··· INFORMATION SUPPLIED

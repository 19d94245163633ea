//! mv-scout: a market-value ranking crawler
//!
//! This crate crawls a paginated football market-value ranking, extracts one
//! typed record per ranked player, and persists the records as a single JSON
//! dataset for a separate viewer.

pub mod config;
pub mod crawler;
pub mod extract;
pub mod output;
pub mod record;

use thiserror::Error;

/// Main error type for mv-scout operations
#[derive(Debug, Error)]
pub enum CrawlError {
    #[error("Configuration error: {0}")]
    Config(#[from] ConfigError),

    #[error("Fetch error: {0}")]
    Fetch(#[from] crawler::FetchError),

    #[error("Parse error: {0}")]
    Parse(#[from] extract::ParseError),

    #[error("Persist error: {0}")]
    Persist(#[from] output::PersistError),

    #[error("HTTP client error: {0}")]
    HttpClient(#[from] reqwest::Error),
}

/// Configuration-specific errors
#[derive(Debug, Error)]
pub enum ConfigError {
    #[error("Failed to read config file: {0}")]
    Io(#[from] std::io::Error),

    #[error("Failed to parse TOML: {0}")]
    Parse(#[from] toml::de::Error),

    #[error("Validation error: {0}")]
    Validation(String),

    #[error("Invalid URL in config: {0}")]
    InvalidUrl(String),

    #[error("Invalid layout selector: {0}")]
    InvalidSelector(String),
}

/// Result type alias for mv-scout operations
pub type Result<T> = std::result::Result<T, CrawlError>;

// Re-export commonly used types
pub use config::Config;
pub use crawler::{Coordinator, CrawlReport, HttpFetcher, PageSource};
pub use extract::{extract_money, Extractor};
pub use record::{NationalityRef, PlayerRecord};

······

◆ **EXERCISE DETAILS**
Using the line that contains "pub mod record;" as the first, reproduce each line exactly through the last line of the listing.

◆ **ANSWER TO THE PROBLEM**
pub mod record;

use thiserror::Error;

/// Main error type for mv-scout operations
#[derive(Debug, Error)]
pub enum CrawlError {
    #[error("Configuration error: {0}")]
    Config(#[from] ConfigError),

    #[error("Fetch error: {0}")]
    Fetch(#[from] crawler::FetchError),

    #[error("Parse error: {0}")]
    Parse(#[from] extract::ParseError),

    #[error("Persist error: {0}")]
    Persist(#[from] output::PersistError),

    #[error("HTTP client error: {0}")]
    HttpClient(#[from] reqwest::Error),
}

/// Configuration-specific errors
#[derive(Debug, Error)]
pub enum ConfigError {
    #[error("Failed to read config file: {0}")]
    Io(#[from] std::io::Error),

    #[error("Failed to parse TOML: {0}")]
    Parse(#[from] toml::de::Error),

    #[error("Validation error: {0}")]
    Validation(String),

    #[error("Invalid URL in config: {0}")]
    InvalidUrl(String),

    #[error("Invalid layout selector: {0}")]
    InvalidSelector(String),
}

/// Result type alias for mv-scout operations
pub type Result<T> = std::result::Result<T, CrawlError>;

// Re-export commonly used types
pub use config::Config;
pub use crawler::{Coordinator, CrawlReport, HttpFetcher, PageSource};
pub use extract::{extract_money, Extractor};
pub use record::{NationalityRef, PlayerRecord};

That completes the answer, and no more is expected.